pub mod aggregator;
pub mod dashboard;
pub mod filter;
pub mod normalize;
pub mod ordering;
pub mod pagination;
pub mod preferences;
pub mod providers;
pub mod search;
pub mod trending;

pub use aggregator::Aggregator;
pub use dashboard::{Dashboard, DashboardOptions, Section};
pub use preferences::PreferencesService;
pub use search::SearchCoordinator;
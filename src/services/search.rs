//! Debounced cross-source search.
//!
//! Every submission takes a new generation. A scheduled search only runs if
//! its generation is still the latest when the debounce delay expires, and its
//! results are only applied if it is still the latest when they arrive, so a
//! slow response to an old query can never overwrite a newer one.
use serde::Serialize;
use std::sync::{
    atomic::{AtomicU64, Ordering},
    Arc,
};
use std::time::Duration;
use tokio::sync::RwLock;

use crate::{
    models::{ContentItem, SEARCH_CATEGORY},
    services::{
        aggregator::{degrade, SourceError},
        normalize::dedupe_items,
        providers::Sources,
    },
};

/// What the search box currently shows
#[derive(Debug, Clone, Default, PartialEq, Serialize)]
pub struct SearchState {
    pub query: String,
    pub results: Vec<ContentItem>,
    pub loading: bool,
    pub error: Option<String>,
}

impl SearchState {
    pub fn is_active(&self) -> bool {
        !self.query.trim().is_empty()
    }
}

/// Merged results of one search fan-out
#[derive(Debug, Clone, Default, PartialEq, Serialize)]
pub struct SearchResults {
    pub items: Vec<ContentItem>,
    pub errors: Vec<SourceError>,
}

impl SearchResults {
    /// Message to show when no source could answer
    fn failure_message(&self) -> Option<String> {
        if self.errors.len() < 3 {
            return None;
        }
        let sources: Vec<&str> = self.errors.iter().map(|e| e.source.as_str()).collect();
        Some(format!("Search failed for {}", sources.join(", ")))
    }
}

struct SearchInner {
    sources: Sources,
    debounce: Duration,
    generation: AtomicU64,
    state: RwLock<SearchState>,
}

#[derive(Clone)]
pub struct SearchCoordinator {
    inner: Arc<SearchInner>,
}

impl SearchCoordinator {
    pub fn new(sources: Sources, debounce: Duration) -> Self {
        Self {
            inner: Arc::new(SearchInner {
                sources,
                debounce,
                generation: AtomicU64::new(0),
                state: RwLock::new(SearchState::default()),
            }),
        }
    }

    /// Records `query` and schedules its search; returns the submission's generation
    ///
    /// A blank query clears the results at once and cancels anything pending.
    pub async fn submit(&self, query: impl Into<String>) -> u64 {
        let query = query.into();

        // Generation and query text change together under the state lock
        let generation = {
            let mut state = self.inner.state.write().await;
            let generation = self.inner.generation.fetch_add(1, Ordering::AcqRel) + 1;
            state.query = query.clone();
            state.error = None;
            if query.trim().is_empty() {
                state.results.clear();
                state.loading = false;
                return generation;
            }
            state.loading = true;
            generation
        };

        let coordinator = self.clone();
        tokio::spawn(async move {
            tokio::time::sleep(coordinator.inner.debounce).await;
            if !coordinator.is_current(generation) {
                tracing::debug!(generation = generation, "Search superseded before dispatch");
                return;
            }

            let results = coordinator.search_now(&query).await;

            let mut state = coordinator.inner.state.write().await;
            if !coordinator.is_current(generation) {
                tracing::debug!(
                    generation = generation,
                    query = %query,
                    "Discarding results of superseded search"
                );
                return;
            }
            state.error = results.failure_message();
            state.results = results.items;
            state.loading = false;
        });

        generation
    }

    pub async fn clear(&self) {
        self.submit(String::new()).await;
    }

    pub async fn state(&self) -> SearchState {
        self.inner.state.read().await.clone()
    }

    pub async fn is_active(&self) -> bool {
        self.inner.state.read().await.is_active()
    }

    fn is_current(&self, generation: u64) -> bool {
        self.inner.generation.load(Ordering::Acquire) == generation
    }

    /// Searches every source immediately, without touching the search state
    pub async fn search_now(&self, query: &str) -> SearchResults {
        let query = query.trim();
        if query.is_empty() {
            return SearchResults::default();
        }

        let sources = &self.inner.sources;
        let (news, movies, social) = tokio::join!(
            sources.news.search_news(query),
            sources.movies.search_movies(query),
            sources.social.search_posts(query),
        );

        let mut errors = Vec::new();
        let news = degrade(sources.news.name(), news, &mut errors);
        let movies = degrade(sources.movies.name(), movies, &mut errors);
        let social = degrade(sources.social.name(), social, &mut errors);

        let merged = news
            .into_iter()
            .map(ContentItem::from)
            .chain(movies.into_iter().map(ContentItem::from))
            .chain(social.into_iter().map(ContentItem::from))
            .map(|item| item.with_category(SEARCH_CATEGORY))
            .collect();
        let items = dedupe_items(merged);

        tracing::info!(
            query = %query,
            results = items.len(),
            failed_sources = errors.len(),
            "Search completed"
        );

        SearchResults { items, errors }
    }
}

--------------------------------

● Assignment
Copy out each entry above with no deviation.

● Response to the exercise
pub mod aggregator;
pub mod dashboard;
pub mod filter;
pub mod normalize;
pub mod ordering;
pub mod pagination;
pub mod preferences;
pub mod providers;
pub mod search;
pub mod trending;

pub use aggregator::Aggregator;
pub use dashboard::{Dashboard, DashboardOptions, Section};
pub use preferences::PreferencesService;
pub use search::SearchCoordinator;
filename src/services/search.rs
//! Debounced cross-source search.
//!
//! Every submission takes a new generation. A scheduled search only runs if
//! its generation is still the latest when the debounce delay expires, and its
//! results are only applied if it is still the latest when they arrive, so a
//! slow response to an old query can never overwrite a newer one.
use serde::Serialize;
use std::sync::{
    atomic::{AtomicU64, Ordering},
    Arc,
};
use std::time::Duration;
use tokio::sync::RwLock;

use crate::{
    models::{ContentItem, SEARCH_CATEGORY},
    services::{
        aggregator::{degrade, SourceError},
        normalize::dedupe_items,
        providers::Sources,
    },
};

/// What the search box currently shows
#[derive(Debug, Clone, Default, PartialEq, Serialize)]
pub struct SearchState {
    pub query: String,
    pub results: Vec<ContentItem>,
    pub loading: bool,
    pub error: Option<String>,
}

impl SearchState {
    pub fn is_active(&self) -> bool {
        !self.query.trim().is_empty()
    }
}

/// Merged results of one search fan-out
#[derive(Debug, Clone, Default, PartialEq, Serialize)]
pub struct SearchResults {
    pub items: Vec<ContentItem>,
    pub errors: Vec<SourceError>,
}

impl SearchResults {
    /// Message to show when no source could answer
    fn failure_message(&self) -> Option<String> {
        if self.errors.len() < 3 {
            return None;
        }
        let sources: Vec<&str> = self.errors.iter().map(|e| e.source.as_str()).collect();
        Some(format!("Search failed for {}", sources.join(", ")))
    }
}

struct SearchInner {
    sources: Sources,
    debounce: Duration,
    generation: AtomicU64,
    state: RwLock<SearchState>,
}

#[derive(Clone)]
pub struct SearchCoordinator {
    inner: Arc<SearchInner>,
}

impl SearchCoordinator {
    pub fn new(sources: Sources, debounce: Duration) -> Self {
        Self {
            inner: Arc::new(SearchInner {
                sources,
                debounce,
                generation: AtomicU64::new(0),
                state: RwLock::new(SearchState::default()),
            }),
        }
    }

    /// Records `query` and schedules its search; returns the submission's generation
    ///
    /// A blank query clears the results at once and cancels anything pending.
    pub async fn submit(&self, query: impl Into<String>) -> u64 {
        let query = query.into();

        // Generation and query text change together under the state lock
        let generation = {
            let mut state = self.inner.state.write().await;
            let generation = self.inner.generation.fetch_add(1, Ordering::AcqRel) + 1;
            state.query = query.clone();
            state.error = None;
            if query.trim().is_empty() {
                state.results.clear();
                state.loading = false;
                return generation;
            }
            state.loading = true;
            generation
        };

        let coordinator = self.clone();
        tokio::spawn(async move {
            tokio::time::sleep(coordinator.inner.debounce).await;
            if !coordinator.is_current(generation) {
                tracing::debug!(generation = generation, "Search superseded before dispatch");
                return;
            }

            let results = coordinator.search_now(&query).await;

            let mut state = coordinator.inner.state.write().await;
            if !coordinator.is_current(generation) {
                tracing::debug!(
                    generation = generation,
                    query = %query,
                    "Discarding results of superseded search"
                );
                return;
            }
            state.error = results.failure_message();
            state.results = results.items;
            state.loading = false;
        });

        generation
    }

    pub async fn clear(&self) {
        self.submit(String::new()).await;
    }

    pub async fn state(&self) -> SearchState {
        self.inner.state.read().await.clone()
    }

    pub async fn is_active(&self) -> bool {
        self.inner.state.read().await.is_active()
    }

    fn is_current(&self, generation: u64) -> bool {
        self.inner.generation.load(Ordering::Acquire) == generation
    }

    /// Searches every source immediately, without touching the search state
    pub async fn search_now(&self, query: &str) -> SearchResults {
        let query = query.trim();
        if query.is_empty() {
            return SearchResults::default();
        }

        let sources = &self.inner.sources;
        let (news, movies, social) = tokio::join!(
            sources.news.search_news(query),
            sources.movies.search_movies(query),
            sources.social.search_posts(query),
        );

        let mut errors = Vec::new();
        let news = degrade(sources.news.name(), news, &mut errors);
        let movies = degrade(sources.movies.name(), movies, &mut errors);
        let social = degrade(sources.social.name(), social, &mut errors);

        let merged = news
            .into_iter()
            .map(ContentItem::from)
            .chain(movies.into_iter().map(ContentItem::from))
            .chain(social.into_iter().map(ContentItem::from))
            .map(|item| item.with_category(SEARCH_CATEGORY))
            .collect();
        let items = dedupe_items(merged);

        tracing::info!(
            query = %query,
            results = items.len(),
            failed_sources = errors.len(),
            "Search completed"
        );

        SearchResults { items, errors }
    }
}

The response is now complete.